Wiadomości

Prezydent Azerbejdżanu odniósł się do napiętej sytuacji na linii Baku-Teheran

Podoba Ci się to co robimy? Wesprzyj projekt Magna Polonia!

Jak już informowaliśmy, w ostatnich tygodniach doszło do wzrostu napięcia w relacjach irańsko-azerbejdżańskich. Iran wysyła kolejne jednostki wojskowe w kierunku rzeki Araks, oddzielającej Iran od Azerbejdżanu. Do kwestii tej odniósł się w rozmowie z turecką Agencją Anadolu prezydent Azerbejdżanu İlham Əliyev.

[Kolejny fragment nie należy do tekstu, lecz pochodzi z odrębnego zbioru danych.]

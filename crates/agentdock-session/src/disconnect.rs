//! Disconnect orchestration (reducer side).
//!
//! At most one teardown runs at a time. Later requests attach their callback
//! to it. The async sequence itself lives in [`crate::teardown`]; this module
//! applies its milestones to the session.

use tracing::{debug, info};

use crate::effects::SessionEffect;
use crate::events::TeardownProgress;
use crate::login;
use crate::state::{DisconnectCallback, DisconnectReason, SessionState, TeardownState};
use crate::status::AuthStatus;
use crate::task::{TaskId, TaskKind};

pub fn request_disconnect(
    state: &mut SessionState,
    reason: DisconnectReason,
    silent: bool,
    on_complete: Option<DisconnectCallback>,
) -> Vec<SessionEffect> {
    if let Some(teardown) = state.teardown.as_mut() {
        teardown.callbacks.extend(on_complete);
        if teardown.silent && !silent {
            // A visible request takes over a silent cleanup.
            teardown.silent = false;
            teardown.reason = reason;
            state.status.advance(AuthStatus::LoggingOut);
        }
        debug!(%reason, "teardown already in flight, request attached");
        return vec![];
    }

    if !silent {
        state.status.advance(AuthStatus::LoggingOut);
    }
    info!(%reason, silent, "teardown started");
    let task = state.tasks.start(TaskKind::Teardown);
    state.teardown = Some(TeardownState {
        reason,
        silent,
        callbacks: on_complete.into_iter().collect(),
    });
    vec![SessionEffect::Teardown { task, reason }]
}

/// Session-loss signal from the HTTP layer.
pub fn force_disconnect(state: &mut SessionState) -> Vec<SessionEffect> {
    if state.teardown.is_none() && state.is_logged_out() {
        debug!("session loss while logged out, ignored");
        return vec![];
    }
    request_disconnect(state, DisconnectReason::SessionExpired, false, None)
}

pub fn on_teardown_progress(
    state: &mut SessionState,
    progress: TeardownProgress,
) -> Vec<SessionEffect> {
    if !state.tasks.teardown.is_active(progress.task()) {
        debug!(?progress, "stale teardown progress discarded");
        return vec![];
    }
    let Some(reason) = state.teardown.as_ref().map(|t| t.reason) else {
        return vec![];
    };

    match progress {
        TeardownProgress::ProviderLoggedOut { .. } => {
            state.provider.authenticated = false;
            state.provider.user = None;
            vec![]
        }
        TeardownProgress::LatchesCleared { .. } => {
            state.pending_wallet = None;
            for kind in [
                TaskKind::EmbeddedWallet,
                TaskKind::WalletActivation,
                TaskKind::Signing,
                TaskKind::ChainSwitch,
                TaskKind::Convergence,
            ] {
                state.tasks.state_mut(kind).clear();
            }
            // A pre-login cleanup keeps the latch of the login it precedes.
            if reason != DisconnectReason::PreLogin {
                state.login.reset();
                state.tasks.login.clear();
            }
            vec![]
        }
        TeardownProgress::ConnectivityCleared { .. } => {
            state.chain = None;
            state.display_address = None;
            state.session.app_authenticated = false;
            state.session.user = None;
            vec![]
        }
        TeardownProgress::Finished { task } => finish(state, task),
    }
}

fn finish(state: &mut SessionState, task: TaskId) -> Vec<SessionEffect> {
    state.tasks.teardown.finish_if_active(task);
    let Some(teardown) = state.teardown.take() else {
        return vec![];
    };
    info!(reason = %teardown.reason, "teardown finished");

    let mut effects = Vec::new();
    if !teardown.callbacks.is_empty() {
        effects.push(SessionEffect::Complete {
            callbacks: teardown.callbacks,
        });
    }
    if !teardown.silent {
        state.status.force_idle();
    }

    if teardown.reason == DisconnectReason::PreLogin {
        if state.login.requested {
            effects.extend(login::begin_login(state));
            return effects;
        }
        state.status.force_idle();
    } else {
        state.login.reset();
    }

    if let Some(request) = state.login.queued.take() {
        debug!("starting queued login");
        effects.extend(login::start_login(state, request));
    }
    effects
}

Wzrost napięcia w relacjach irańsko-azerbejdżańskim nastąpił w związku z ustanowieniem przez Azerbejdżan punktu kontrolnego (w jego granicach) na drodze Gafan-Goris, z której korzystają irańskie ciężarówki zdążające do Armenii i Górskiego Karabachu. Władze Iranu poinformowały, że służby Azerbejdżanu aresztowały dwóch obywateli Iranu – kierowców ciężarówek. W reakcji na to irański MSZ zażądał natychmiastowego uwolnienia aresztowanych i zaprzestania nękania irańskich kierowców.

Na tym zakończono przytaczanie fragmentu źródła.